The importance of producing, processing, storing and distributing food locally

Simple improvements to traditional granaries may reduce the loss of grains to pests and diseases without requiring financial outlay. A workshop was held in Mundri, Sudan to look at grain storage. Relevant teaching was first given about the main enemies of stored grain – mould, insects, rats and mice and the four main environmental factors affecting their multiplication – heat, moisture, air and dirt. New ideas and designs were then introduced and discussed. Finally, however, the participants made their own decisions about an improved design for them.

Traditional granary


1 The new design has fewer legs – only 6 or 4. 
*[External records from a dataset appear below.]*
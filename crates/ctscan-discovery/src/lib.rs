//! Per-city CT-scan center discovery.
//!
//! Each city moves through an explicit state machine
//! ([`CityDiscoveryProcess`]): pincode discovery, user confirmation, then a
//! sequential per-pincode center scan. Every transition publishes a full
//! [`CityProcess`] snapshot to a [`ProcessObserver`]; the
//! [`SharedRegistry`] is the observer used by both surfaces, and the
//! [`DiscoveryCoordinator`] runs one task per active city on top of it.

pub mod cancel;
pub mod contracts;
pub mod coordinator;
pub mod gemini;
pub mod process;
pub mod registry;
pub mod status;

#[cfg(test)]
pub(crate) mod test_support;

pub use cancel::CancelFlag;
pub use contracts::{CenterFinder, PincodeResolver, ResolveError};
pub use coordinator::{CoordinatorError, DiscoveryCoordinator};
pub use process::{
    CityDiscoveryProcess, CityProcess, ProcessObserver, TransitionError, Trigger,
    NO_PINCODES_MESSAGE,
};
pub use registry::{ProcessRegistry, SharedRegistry};
pub use status::ProcessStatus;
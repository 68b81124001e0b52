//! CSV intake for the city list.
//!
//! The accepted format is deliberately narrow: comma-separated, no quoting,
//! a header row naming `city` and `population` in any position and case.
//! Rows that cannot be read are dropped silently; the file as a whole is
//! rejected only when nothing usable remains.

use std::path::Path;

use crate::error::IntakeError;
use crate::types::City;

/// Upper bound on the number of cities handed to discovery.
pub const MAX_CITIES: usize = 100;

/// Parse CSV text into the ranked city list.
///
/// The result is sorted by population, largest first (ties keep file
/// order), and truncated to [`MAX_CITIES`].
///
/// # Errors
///
/// - [`IntakeError::TooFewLines`] if fewer than two non-blank lines exist.
/// - [`IntakeError::MissingColumns`] if the header lacks `city` or `population`.
/// - [`IntakeError::NoValidRows`] if every data row was dropped.
pub fn parse_cities_csv(text: &str) -> Result<Vec<City>, IntakeError> {
    let lines: Vec<&str> = text
        .split('\n')
        .map(|line| line.strip_suffix('\r').unwrap_or(line))
        .filter(|line| !line.trim().is_empty())
        .collect();

    let Some((header, rows)) = lines.split_first() else {
        return Err(IntakeError::TooFewLines);
    };
    if rows.is_empty() {
        return Err(IntakeError::TooFewLines);
    }

    let columns: Vec<String> = header
        .split(',')
        .map(|h| h.trim().to_lowercase())
        .collect();
    let city_idx = columns.iter().position(|c| c == "city");
    let population_idx = columns.iter().position(|c| c == "population");
    let (Some(city_idx), Some(population_idx)) = (city_idx, population_idx) else {
        return Err(IntakeError::MissingColumns);
    };

    let mut cities: Vec<City> = rows
        .iter()
        .filter_map(|row| parse_row(row, city_idx, population_idx))
        .collect();

    if cities.is_empty() {
        return Err(IntakeError::NoValidRows);
    }

    cities.sort_by(|a, b| b.population.cmp(&a.population));
    cities.truncate(MAX_CITIES);

    Ok(cities)
}

/// Read a CSV file from disk and parse it with [`parse_cities_csv`].
///
/// # Errors
///
/// Returns [`IntakeError::Io`] if the file cannot be read, otherwise any
/// validation error from [`parse_cities_csv`].
pub fn load_cities(path: &Path) -> Result<Vec<City>, IntakeError> {
    let content = std::fs::read_to_string(path).map_err(|e| IntakeError::Io {
        path: path.display().to_string(),
        source: e,
    })?;
    parse_cities_csv(&content)
}

fn parse_row(row: &str, city_idx: usize, population_idx: usize) -> Option<City> {
    let cells: Vec<&str> = row.split(',').collect();
    let name = cells.get(city_idx)?.trim();
    if name.is_empty() {
        return None;
    }
    let population = cells.get(population_idx)?.trim().parse::<u64>().ok()?;
    Some(City::new(name, population))
}

#[cfg(test)]
#[path = "cities_test.rs"]
mod tests;
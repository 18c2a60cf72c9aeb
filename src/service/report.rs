// SPDX-License-Identifier: Apache-2.0

use serde::{Deserialize, Serialize};

use access_core::{
    describe_decision, describe_subject_access, AccessDecision, AccessType, ClassId, ClassRecord,
    SubjectAccess, SummaryContext, TopicState,
};

use crate::error::GrantSource;

/// Decision for one class plus the reason shown to the user
#[derive(Debug, Clone, PartialEq, Eq, Serialize, Deserialize)]
#[serde(rename_all = "camelCase")]
pub struct ClassAccessReport {
    pub class_name: String,
    #[serde(flatten)]
    pub decision: AccessDecision,
    pub message: String,
    /// Sources that failed or timed out and were treated as granting nothing
    pub unavailable_sources: Vec<GrantSource>,
}

impl ClassAccessReport {
    pub(crate) fn new(
        class: &ClassRecord,
        decision: AccessDecision,
        unavailable: Vec<GrantSource>,
    ) -> Self {
        Self {
            message: reason(&decision, &class.name, &unavailable),
            class_name: class.name.clone(),
            decision,
            unavailable_sources: unavailable,
        }
    }

    pub fn class_id(&self) -> ClassId {
        self.decision.class_id
    }

    /// Report for a class whose content could not be loaded.
    pub(crate) fn unavailable(class_id: ClassId, unavailable: Vec<GrantSource>) -> Self {
        let class_name = format!("Class {class_id}");
        let decision = AccessDecision::denied(class_id);
        Self {
            message: reason(&decision, &class_name, &unavailable),
            class_name,
            decision,
            unavailable_sources: unavailable,
        }
    }
}

/// A grant that may have been lost to a failed source is not reported as a
/// missing purchase.
fn reason(decision: &AccessDecision, class_name: &str, unavailable: &[GrantSource]) -> String {
    if decision.has_full_access || unavailable.is_empty() {
        return describe_decision(decision, class_name);
    }
    unverified(class_name)
}

pub(crate) fn subject_reason(
    subject: &SubjectAccess,
    class_name: &str,
    unavailable: &[GrantSource],
) -> String {
    if subject.has_access || unavailable.is_empty() {
        return describe_subject_access(subject, class_name);
    }
    unverified(&subject.name)
}

fn unverified(name: &str) -> String {
    format!("Access to {name} could not be verified right now. Please try again shortly.")
}

#[derive(Debug, Clone, PartialEq, Eq, Serialize, Deserialize)]
#[serde(rename_all = "camelCase")]
pub struct SubjectAccessReport {
    pub class_id: ClassId,
    pub class_name: String,
    pub class_access_type: AccessType,
    pub can_upgrade_to_class: bool,
    pub subject: SubjectAccess,
    pub message: String,
    pub unavailable_sources: Vec<GrantSource>,
}

impl SubjectAccessReport {
    pub fn has_access(&self) -> bool {
        self.subject.has_access
    }
}

/// Topic list of a subject with both gates applied
#[derive(Debug, Clone, PartialEq, Eq, Serialize, Deserialize)]
#[serde(rename_all = "camelCase")]
pub struct SubjectTopicsReport {
    #[serde(flatten)]
    pub access: SubjectAccessReport,
    pub topics: Vec<TopicState>,
    /// Rounded percentage, 0..=100
    pub progress: u8,
    pub completed: bool,
}

#[derive(Debug, Clone, PartialEq, Eq, Serialize, Deserialize)]
#[serde(rename_all = "camelCase")]
pub struct AccessSummary {
    pub message: String,
    #[serde(flatten)]
    pub context: SummaryContext,
    pub unavailable_sources: Vec<GrantSource>,
}

#[cfg(test)]
mod tests {
    use super::*;

    fn class_8() -> ClassRecord {
        ClassRecord {
            id: 8,
            name: "Class 8".to_string(),
            price: 89900,
            is_active: true,
            subjects: Vec::new(),
        }
    }

    #[test]
    fn denial_without_failures_prompts_to_subscribe() {
        let report = ClassAccessReport::new(&class_8(), AccessDecision::denied(8), Vec::new());
        assert_eq!(report.message, "No access to Class 8. Subscribe to unlock its subjects.");
    }

    #[test]
    fn denial_with_failed_source_is_unverified() {
        let report = ClassAccessReport::unavailable(8, vec![GrantSource::Catalog]);
        assert_eq!(
            report.message,
            "Access to Class 8 could not be verified right now. Please try again shortly."
        );

        let report = ClassAccessReport::new(
            &class_8(),
            AccessDecision::denied(8),
            vec![GrantSource::Subscriptions],
        );
        assert!(report.message.contains("could not be verified"));
    }

    #[test]
    fn full_access_keeps_its_reason_despite_failures() {
        let mut decision = AccessDecision::denied(8);
        decision.has_full_access = true;
        decision.access_type = AccessType::School;
        let report = ClassAccessReport::new(&class_8(), decision, vec![GrantSource::Subscriptions]);
        assert_eq!(report.message, "Full access through your school.");
    }

    #[test]
    fn subject_reason_follows_the_same_rule() {
        let subject = SubjectAccess {
            subject_id: "sci".to_string(),
            name: "Science".to_string(),
            price: 29900,
            has_access: false,
            access_type: AccessType::None,
            can_upgrade: false,
        };
        assert_eq!(
            subject_reason(&subject, "Class 8", &[GrantSource::Catalog]),
            "Access to Science could not be verified right now. Please try again shortly."
        );
        assert!(subject_reason(&subject, "Class 8", &[]).starts_with("Subscribe to Science"));
    }
}
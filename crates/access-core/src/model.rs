// SPDX-License-Identifier: Apache-2.0

//! Catalog, user and subscription records
//!
//! These are the plain-data shapes handed over by the datastore adapters.
//! Nothing here performs I/O; the resolver and the progression gate only
//! ever see these types.

use std::fmt;
use std::str::FromStr;

use chrono::{DateTime, Utc};
use serde::{Deserialize, Serialize};

/// Numeric class identifier
pub type ClassId = i64;

/// Subject identifier
pub type SubjectId = String;

/// School attached to a user record
#[derive(Debug, Clone, PartialEq, Eq, Serialize, Deserialize)]
#[serde(rename_all = "camelCase")]
pub struct SchoolRef {
    pub id: String,
    pub is_active: bool,
}

/// User as returned by the identity subsystem. Read-only.
#[derive(Debug, Clone, PartialEq, Eq, Serialize, Deserialize)]
#[serde(rename_all = "camelCase")]
pub struct UserRecord {
    pub id: String,
    pub grade: Option<String>,
    pub school: Option<SchoolRef>,
}

impl UserRecord {
    /// A user with no school and no grade.
    pub fn unaffiliated(id: impl Into<String>) -> Self {
        Self {
            id: id.into(),
            grade: None,
            school: None,
        }
    }
}

#[derive(Debug, Clone, PartialEq, Eq, Serialize, Deserialize)]
#[serde(rename_all = "camelCase")]
pub struct SubjectRecord {
    pub id: SubjectId,
    pub name: String,
    /// Minor currency unit. `None` means the configured default applies.
    pub price: Option<i64>,
    pub class_id: ClassId,
}

/// A class with its ordered subjects
#[derive(Debug, Clone, PartialEq, Eq, Serialize, Deserialize)]
#[serde(rename_all = "camelCase")]
pub struct ClassRecord {
    pub id: ClassId,
    pub name: String,
    /// Minor currency unit
    pub price: i64,
    pub is_active: bool,
    pub subjects: Vec<SubjectRecord>,
}

impl ClassRecord {
    pub fn subject(&self, subject_id: &str) -> Option<&SubjectRecord> {
        self.subjects.iter().find(|s| s.id == subject_id)
    }
}

#[derive(Debug, Clone, PartialEq, Eq, Serialize, Deserialize)]
#[serde(rename_all = "camelCase")]
pub struct TopicRecord {
    pub id: String,
    pub title: String,
    pub order: i32,
    /// Legacy per-record completion flag. Newer data tracks completion as a
    /// set of topic ids instead.
    #[serde(default)]
    pub completed: Option<bool>,
}

#[derive(Debug, Clone, PartialEq, Eq, Serialize, Deserialize)]
#[serde(rename_all = "camelCase")]
pub struct ChapterRecord {
    pub id: String,
    pub title: String,
    pub order: i32,
    pub topics: Vec<TopicRecord>,
}

#[derive(Debug, Clone, Copy, PartialEq, Eq, Hash, Serialize, Deserialize)]
#[serde(rename_all = "SCREAMING_SNAKE_CASE")]
pub enum SubscriptionStatus {
    Active,
    Inactive,
    Cancelled,
    Expired,
    Trial,
}

impl SubscriptionStatus {
    pub fn as_str(&self) -> &'static str {
        match self {
            SubscriptionStatus::Active => "ACTIVE",
            SubscriptionStatus::Inactive => "INACTIVE",
            SubscriptionStatus::Cancelled => "CANCELLED",
            SubscriptionStatus::Expired => "EXPIRED",
            SubscriptionStatus::Trial => "TRIAL",
        }
    }
}

impl fmt::Display for SubscriptionStatus {
    fn fmt(&self, f: &mut fmt::Formatter<'_>) -> fmt::Result {
        f.write_str(self.as_str())
    }
}

#[derive(Debug, Clone, PartialEq, Eq, thiserror::Error)]
#[error("Unknown subscription status: {0}")]
pub struct UnknownStatus(pub String);

impl FromStr for SubscriptionStatus {
    type Err = UnknownStatus;

    fn from_str(s: &str) -> Result<Self, Self::Err> {
        match s.trim().to_ascii_uppercase().as_str() {
            "ACTIVE" => Ok(SubscriptionStatus::Active),
            "INACTIVE" => Ok(SubscriptionStatus::Inactive),
            "CANCELLED" | "CANCELED" => Ok(SubscriptionStatus::Cancelled),
            "EXPIRED" => Ok(SubscriptionStatus::Expired),
            "TRIAL" => Ok(SubscriptionStatus::Trial),
            _ => Err(UnknownStatus(s.to_string())),
        }
    }
}

/// A paid grant. `subject_id == None` means the subscription covers the
/// whole class.
#[derive(Debug, Clone, PartialEq, Eq, Serialize, Deserialize)]
#[serde(rename_all = "camelCase")]
pub struct Subscription {
    pub id: String,
    pub user_id: String,
    pub class_id: ClassId,
    pub subject_id: Option<SubjectId>,
    pub status: SubscriptionStatus,
    pub start_date: Option<DateTime<Utc>>,
    pub end_date: Option<DateTime<Utc>>,
}

impl Subscription {
    /// ACTIVE and not past its end date. `end_date == as_of` still counts.
    pub fn is_effective(&self, as_of: DateTime<Utc>) -> bool {
        self.status == SubscriptionStatus::Active
            && self.end_date.map_or(true, |end| end >= as_of)
    }

    pub fn is_class_wide(&self) -> bool {
        self.subject_id.is_none()
    }
}

#[cfg(test)]
mod tests {
    use super::*;
    use chrono::{Duration, TimeZone};

    fn sub(status: SubscriptionStatus, end: Option<DateTime<Utc>>) -> Subscription {
        Subscription {
            id: "s1".to_string(),
            user_id: "u1".to_string(),
            class_id: 6,
            subject_id: None,
            status,
            start_date: None,
            end_date: end,
        }
    }

    #[test]
    fn expiry_boundary_is_inclusive() {
        let now = Utc.with_ymd_and_hms(2025, 3, 1, 12, 0, 0).unwrap();
        assert!(sub(SubscriptionStatus::Active, Some(now)).is_effective(now));
        assert!(!sub(
            SubscriptionStatus::Active,
            Some(now - Duration::milliseconds(1))
        )
        .is_effective(now));
        assert!(sub(SubscriptionStatus::Active, None).is_effective(now));
    }

    #[test]
    fn only_active_status_is_effective() {
        let now = Utc.with_ymd_and_hms(2025, 3, 1, 12, 0, 0).unwrap();
        for status in [
            SubscriptionStatus::Inactive,
            SubscriptionStatus::Cancelled,
            SubscriptionStatus::Expired,
            SubscriptionStatus::Trial,
        ] {
            assert!(!sub(status, None).is_effective(now), "{status} should not be effective");
        }
    }

    #[test]
    fn status_parsing() {
        assert_eq!("ACTIVE".parse::<SubscriptionStatus>(), Ok(SubscriptionStatus::Active));
        assert_eq!("canceled".parse::<SubscriptionStatus>(), Ok(SubscriptionStatus::Cancelled));
        assert!("PAUSED".parse::<SubscriptionStatus>().is_err());
    }

    #[test]
    fn status_serializes_screaming_case() {
        let json = serde_json::to_string(&SubscriptionStatus::Trial).unwrap();
        assert_eq!(json, "\"TRIAL\"");
    }
}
2 The platform was raised to over 1m from the ground to prevent rats and mice jumping up. 

3 Supports for the basket rise from the raised platform – not the ground. 

4 Rat guards (made from old tin cans) are put on the legs at knee height or above. 

5 The inside of the basket is coated smoothly with anthill mud and slime from a vine (Cissus integrifolia). Traditionally, buffalo dung was used but this is now in short supply and very difficult to get. 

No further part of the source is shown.